Boat Accident Embroils Local Firm In Controversy Investigation To Continue Into Fatal Accident Involving Spokane-Made Boat
Salvage crews in Michigan Monday retrieved a Spokane-made boat involved in an accident that claimed the lives of four duck hunters.
An examination of the unusual 18-foot boat could help answer questions that have swirled around Outlaw Marine Inc. since the accident Nov. 11.
In the aftermath, some workers walked off the job at Outlaw’s Spokane Valley manufacturing plant last Thursday.
Company owner Jim Cripe said employees considering formation of a competing business used the accident to encourage others to bolt Outlaw.
Cripe also owns a companion company, Outlaw Decoys Inc., that makes and distributes decoys and other bird-hunting gear.
Both companies are based in Spokane.
U.S. Coast Guard Chief Petty Officer Steve Betters said the boat involved in the accident, an Outlaw 18, was found 22 miles down water from the area on Saginaw Bay where the victims were hunting Nov. 11.
The bodies of the accident victims, all from Midland, Mich., were found last Monday by rescuers from the Coast Guard and area sheriff’s departments.
But the boat disappeared, causing some to speculate that the uniquely designed craft had sunk in fierce weather that drove many hunters off the large, shallow arm of Lake Huron.
Betters said the craft was found afloat, but overturned. Coast Guard and local officials will scrutinize the hull when a salvage barge brings the boat into Bay City, he said.
Cripe said he was reassured by the initial sighting. “We have no reason to believe the boat is faulty,” he said.
Cripe said he had talked with the widow of the boat owner, Jim Ayre, who did not blame Outlaw for the accident. “She blames no one,” he said.
Ironically, an Ayre testimonial on the Outlaw 18 is included in the company’s latest catalog. Cripe said Ayre received the fifth version shipped from the Outlaw plant on East Marietta.
He said the boat, which features high sides that lend it the appearance of a lowslung amphibious tank with an open top, took a year and a half to develop.
As the manufacturer, Outlaw was responsible for building and certifying the boat to Coast Guard standards, Cripe said, adding that he did the testing and certification himself.
He said the conditions on Saginaw Bay at the time of the accident were beyond any that a small boat could be designed to withstand. Winds were in excess of 30 miles per hour and waves were running from six to 10 feet, he said.
Betters and Jerry Warrington, a television reporter and hunter from Midland, confirmed that conditions were extreme.
Warrington said he was on Saginaw Bay Nov. 11, but abandoned his hunting when the already bad weather worsened and radio reports indicated potential winds of 50 mph.
“The best word to describe it is rough, very rough,” he said.

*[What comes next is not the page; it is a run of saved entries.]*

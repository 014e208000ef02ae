use std::sync::Arc;

use anyhow::Context;
use anyhow::Result;
use api_types::TestJobSpec;
use utils::version;

use crate::batch::run_batch;
use crate::batch::BatchSummary;
use crate::config::BatchArgs;
use crate::job::SubmittedJob;
use crate::k8s::ClusterApi;
use crate::k8s::ClusterClient;
use crate::logging;
use crate::orchestrator::run_job;
use crate::orchestrator::OrchestratorConfig;

pub async fn run_batch_command(args: BatchArgs) -> Result<()> {
    let _guard = logging::init(args.driver.log_dir.as_deref())?;
    tracing::info!("Starting ci-harness batch {}", &**version::VERSION);

    let yaml = tokio::fs::read_to_string(&args.jobs)
        .await
        .with_context(|| format!("failed to read job list {}", args.jobs.display()))?;
    let specs: Vec<TestJobSpec> = serde_yaml::from_str(&yaml)
        .with_context(|| format!("invalid job list {}", args.jobs.display()))?;
    let jobs: Vec<SubmittedJob> = specs.into_iter().map(SubmittedJob::new).collect();

    let client = ClusterClient::connect(args.driver.kubeconfig.clone())
        .await
        .map_err(|e| anyhow::anyhow!("Failed to connect to the cluster: {e:?}"))?;
    let api: Arc<dyn ClusterApi> = Arc::new(client);
    let config = OrchestratorConfig::from(&args.driver);

    let reports = run_batch(jobs, args.concurrency, |job| {
        let api = api.clone();
        let config = &config;
        async move { run_job(api, &job, config).await }
    })
    .await;

    let summary = BatchSummary::from_reports(&reports);
    println!("{}", summary.render(&reports));

    if summary.all_passed() {
        Ok(())
    } else {
        Err(anyhow::anyhow!(
            "{} of {} jobs did not pass: {}",
            summary.not_passed.len(),
            reports.len(),
            summary.not_passed.join(", ")
        ))
    }
}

Warrington said he has worked with Cripe in the past on magazine articles about hunting. “I can’t honestly believe that Jim would sell a boat that would be less than seaworthy,” he said.
Cripe said he has received no indications from the Coast Guard that there is a problem with the Outlaw 18.
Betters said a private investigator had been retained by the families of the four victims to continue looking into the incident when the Coast Guard completes its report.
The accident and employee unrest are not Cripe’s only concerns.
On Nov. 6, Outlaw Decoys was sued in U.S. District Court by co-tenants at the Argonne Commercial Center who allegedly suffered more than $700,000 in damages from an April 12, 1994, fire.
The fire was set by an arsonist. A.W. Chesterton Co. and Cleveland Technical Center claim the fire was set in boxes and debris that Outlaw had piled outside its part of the building.